Conseils et conseillers dans l’Europe de la Renaissance

Conseils et conseillers dans l’Europe de la Renaissance

Livres
467 pages

Description

À la fin du Moyen Âge on observe un peu partout en Europe un phénomène de démembrement de la curia principis au cours duquel l'informel Conseil du prince s'institutionnalise lentement. On passe ainsi en plusieurs siècles d'un entourage de conseillers à l'institution d'un Conseil doté d'une certaine permanence dans sa structure et sa composition. Ce Conseil est l'organe qui gouverne et constitue un point de contact entre le prince et ses élites, le centre et les périphéries, la théorie et la pratique du gouvernement. Dans le contexte du développement des Cours et de l'affirmation d'un État de plus en plus élaboré et puissant autour de la figure du prince, le Conseil est l'une des rares composantes des processus en cours qui permette d'aborder aussi bien les dynamiques bureaucratique que domestique et féodale qui interviennent dans la mise en place de l'État moderne. Plus qu'aucune des autres institutions centrales (chancelleries, parlements, cours de justice, chambres des comptes, etc.) en effet, le Conseil est celle qui, en même temps qu'elle participe au renforcement et à la centralisation de l'État, affirme avec force la dimension personnelle du pouvoir du prince.

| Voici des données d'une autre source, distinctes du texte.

use chrono::Utc;
use serde::Deserialize;
use sqlx::{FromRow, QueryBuilder, Sqlite};
use utoipa::ToSchema;
use uuid::Uuid;

use super::{Enrollment, EnrollmentWithRelations};
use crate::data::class::db::ClassDbExt;
use crate::data::class::{self, ClassRef, ClassStatus};
use crate::data::user;
use crate::data::user::db::UserDbExt;
use crate::data::user::UserRef;
use crate::db::{unique_violation_on, Db};
use crate::middleware::paging::Paging;
use crate::resp::problem::{problems, Problem};
use crate::role::Role;
use crate::validate::Violations;

const ENROLLMENT_REL_SELECT: &str = "\
    SELECT e.id, e.student_id, e.class_id, e.enrolled_at, e.updated_at, \
    u.name AS student_name, u.email AS student_email, u.role AS student_role, \
    c.name AS class_name, c.invite_code AS class_invite_code, \
    c.subject_id AS class_subject_id, c.teacher_id AS class_teacher_id, \
    c.status AS class_status \
    FROM enrollments e \
    JOIN users u ON u.id = e.student_id \
    JOIN classes c ON c.id = e.class_id";

pub mod problem {
    use uuid::Uuid;

    use crate::resp::problem::{problems, Problem};

    #[inline]
    pub fn not_found(id: Uuid) -> Problem {
        problems::not_found("enrollment").insert_str("id", id).take()
    }

    /// Same response whether the advisory pair check or the store's unique
    /// index catches the duplicate.
    #[inline]
    pub fn already_enrolled(student_id: &str, class_id: Uuid) -> Problem {
        problems::conflict("student is already enrolled in this class")
            .insert_str("studentId", student_id)
            .insert_str("classId", class_id)
            .take()
    }
}

#[derive(Debug, FromRow)]
struct EnrollmentRelRow {
    #[sqlx(flatten)]
    enrollment: Enrollment,
    student_name: String,
    student_email: String,
    student_role: Role,
    class_name: String,
    class_invite_code: String,
    class_subject_id: Uuid,
    class_teacher_id: String,
    class_status: ClassStatus,
}

impl From<EnrollmentRelRow> for EnrollmentWithRelations {
    fn from(row: EnrollmentRelRow) -> Self {
        EnrollmentWithRelations {
            student: UserRef {
                id: row.enrollment.student_id.clone(),
                name: row.student_name,
                email: row.student_email,
                role: row.student_role,
            },
            class: ClassRef {
                id: row.enrollment.class_id,
                name: row.class_name,
                invite_code: row.class_invite_code,
                subject_id: row.class_subject_id,
                teacher_id: row.class_teacher_id,
                status: row.class_status,
            },
            enrollment: row.enrollment,
        }
    }
}

/// Direct create body; the student is always the session identity.
#[derive(Debug, Clone, Deserialize, ToSchema)]
#[serde(rename_all = "camelCase")]
pub struct EnrollmentCreateData {
    pub class_id: Uuid,
}

/// Join body; the class is resolved by its invite code.
#[derive(Debug, Clone, Deserialize, ToSchema)]
#[serde(rename_all = "camelCase")]
pub struct EnrollmentJoinData {
    pub invite_code: String,
}

impl EnrollmentJoinData {
    pub fn validate(&self) -> Result<(), Problem> {
        let mut violations = Violations::new();
        violations.require_non_empty("inviteCode", &self.invite_code);
        violations.finish()
    }
}

#[derive(Debug, Clone, Default, Deserialize, ToSchema)]
#[serde(rename_all = "camelCase")]
pub struct EnrollmentUpdateData {
    pub student_id: Option<String>,
    pub class_id: Option<Uuid>,
}

impl EnrollmentUpdateData {
    fn is_empty(&self) -> bool {
        self.student_id.is_none() && self.class_id.is_none()
    }

    pub fn validate(&self) -> Result<(), Problem> {
        let mut violations = Violations::new();
        if self.is_empty() {
            violations.push("body", "must contain at least one updatable field");
        }
        violations.require_non_empty_opt("studentId", self.student_id.as_deref());
        violations.finish()
    }
}

/// Filters of the enrollment listing.
#[derive(Debug, Clone, Default)]
pub struct EnrollmentFilter {
    pub class_id: Option<Uuid>,
    pub student_id: Option<String>,
}

fn push_filters(query: &mut QueryBuilder<'_, Sqlite>, filter: &EnrollmentFilter) {
    query.push(" WHERE 1 = 1");

    if let Some(class_id) = filter.class_id {
        query.push(" AND e.class_id = ").push_bind(class_id);
    }
    if let Some(student_id) = &filter.student_id {
        query.push(" AND e.student_id = ").push_bind(student_id.clone());
    }
}

#[allow(async_fn_in_trait)]
pub trait EnrollmentDbExt {
    async fn get_enrollment(&self, id: Uuid) -> Result<Option<EnrollmentWithRelations>, Problem>;

    /// Advisory duplicate check; the store's unique index has the last word.
    async fn find_enrollment_pair(
        &self,
        student_id: &str,
        class_id: Uuid,
    ) -> Result<Option<Enrollment>, Problem>;

    async fn list_enrollments(
        &self,
        filter: &EnrollmentFilter,
        paging: Paging,
    ) -> Result<(Vec<EnrollmentWithRelations>, i64), Problem>;

    /// Enrolls `student_id` into an already resolved class. Callers resolve
    /// the class first, by id or by invite code.
    async fn create_enrollment(
        &self,
        student_id: &str,
        class_id: Uuid,
    ) -> Result<EnrollmentWithRelations, Problem>;

    async fn update_enrollment(
        &self,
        id: Uuid,
        data: EnrollmentUpdateData,
    ) -> Result<EnrollmentWithRelations, Problem>;

    async fn delete_enrollment(&self, id: Uuid) -> Result<(), Problem>;
}

impl EnrollmentDbExt for Db {
    async fn get_enrollment(&self, id: Uuid) -> Result<Option<EnrollmentWithRelations>, Problem> {
        sqlx::query_as::<_, EnrollmentRelRow>(&format!("{ENROLLMENT_REL_SELECT} WHERE e.id = ?"))
            .bind(id)
            .fetch_optional(self.pool())
            .await
            .map(|row| row.map(EnrollmentWithRelations::from))
            .map_err(Problem::from)
    }

    async fn find_enrollment_pair(
        &self,
        student_id: &str,
        class_id: Uuid,
    ) -> Result<Option<Enrollment>, Problem> {
        sqlx::query_as::<_, Enrollment>(
            "SELECT id, student_id, class_id, enrolled_at, updated_at \
             FROM enrollments WHERE student_id = ? AND class_id = ?",
        )
        .bind(student_id)
        .bind(class_id)
        .fetch_optional(self.pool())
        .await
        .map_err(Problem::from)
    }

    async fn list_enrollments(
        &self,
        filter: &EnrollmentFilter,
        paging: Paging,
    ) -> Result<(Vec<EnrollmentWithRelations>, i64), Problem> {
        let mut count = QueryBuilder::<Sqlite>::new("SELECT COUNT(*) FROM enrollments e");
        push_filters(&mut count, filter);
        let total: i64 = count
            .build_query_scalar()
            .fetch_one(self.pool())
            .await
            .map_err(Problem::from)?;

        let mut query = QueryBuilder::<Sqlite>::new(ENROLLMENT_REL_SELECT);
        push_filters(&mut query, filter);
        query.push(" ORDER BY e.enrolled_at DESC, e.id DESC LIMIT ");
        query.push_bind(paging.limit());
        query.push(" OFFSET ");
        query.push_bind(paging.offset());

        let enrollments = query
            .build_query_as::<EnrollmentRelRow>()
            .fetch_all(self.pool())
            .await
            .map_err(Problem::from)?;

        Ok((
            enrollments
                .into_iter()
                .map(EnrollmentWithRelations::from)
                .collect(),
            total,
        ))
    }

    async fn create_enrollment(
        &self,
        student_id: &str,
        class_id: Uuid,
    ) -> Result<EnrollmentWithRelations, Problem> {
        if self.get_user(student_id).await?.is_none() {
            return Err(user::db::problem::not_found(student_id));
        }
        if self.find_enrollment_pair(student_id, class_id).await?.is_some() {
            return Err(problem::already_enrolled(student_id, class_id));
        }

        let id = Uuid::new_v4();
        let now = Utc::now();
        sqlx::query(
            "INSERT INTO enrollments (id, student_id, class_id, enrolled_at, updated_at) \
             VALUES (?, ?, ?, ?, ?)",
        )
        .bind(id)
        .bind(student_id)
        .bind(class_id)
        .bind(now)
        .bind(now)
        .execute(self.pool())
        .await
        .map_err(|e| {
            if unique_violation_on(&e, "enrollments.student_id") {
                problem::already_enrolled(student_id, class_id)
            } else {
                Problem::from(e)
            }
        })?;

        self.get_enrollment(id).await?.ok_or_else(problems::internal)
    }

    async fn update_enrollment(
        &self,
        id: Uuid,
        data: EnrollmentUpdateData,
    ) -> Result<EnrollmentWithRelations, Problem> {
        let Some(current) = self.get_enrollment(id).await? else {
            return Err(problem::not_found(id));
        };

        if let Some(student_id) = &data.student_id {
            if self.get_user(student_id).await?.is_none() {
                return Err(user::db::problem::not_found(student_id));
            }
        }
        if let Some(class_id) = data.class_id {
            if self.get_class(class_id).await?.is_none() {
                return Err(class::db::problem::not_found(class_id));
            }
        }

        let student_id = data
            .student_id
            .clone()
            .unwrap_or(current.enrollment.student_id);
        let class_id = data.class_id.unwrap_or(current.enrollment.class_id);
        if let Some(existing) = self.find_enrollment_pair(&student_id, class_id).await? {
            if existing.id != id {
                return Err(problem::already_enrolled(&student_id, class_id));
            }
        }

        let mut query = QueryBuilder::<Sqlite>::new("UPDATE enrollments SET ");
        let mut set = query.separated(", ");
        set.push("student_id = ").push_bind_unseparated(student_id.clone());
        set.push("class_id = ").push_bind_unseparated(class_id);
        set.push("updated_at = ").push_bind_unseparated(Utc::now());
        query.push(" WHERE id = ").push_bind(id);

        let result = query.build().execute(self.pool()).await.map_err(|e| {
            if unique_violation_on(&e, "enrollments.student_id") {
                problem::already_enrolled(&student_id, class_id)
            } else {
                Problem::from(e)
            }
        })?;
        if result.rows_affected() == 0 {
            return Err(problem::not_found(id));
        }

        self.get_enrollment(id).await?.ok_or_else(problems::internal)
    }

    async fn delete_enrollment(&self, id: Uuid) -> Result<(), Problem> {
        let result = sqlx::query("DELETE FROM enrollments WHERE id = ?")
            .bind(id)
            .execute(self.pool())
            .await
            .map_err(Problem::from)?;

        if result.rows_affected() == 0 {
            return Err(problem::not_found(id));
        }
        Ok(())
    }
}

Ce Conseil se caractérise par la fluidité de sa forme, la place qu'y occupe la faveur du prince et sa souplesse en tant qu'instrument de gouvernement qui s'ajuste en permanence aux nécessités du moment. Il constitue donc une entrée réflexive particulièrement riche pour l'histoire de la cour, de l'État, des institutions, des idées politiques et de la société politique de la Renaissance.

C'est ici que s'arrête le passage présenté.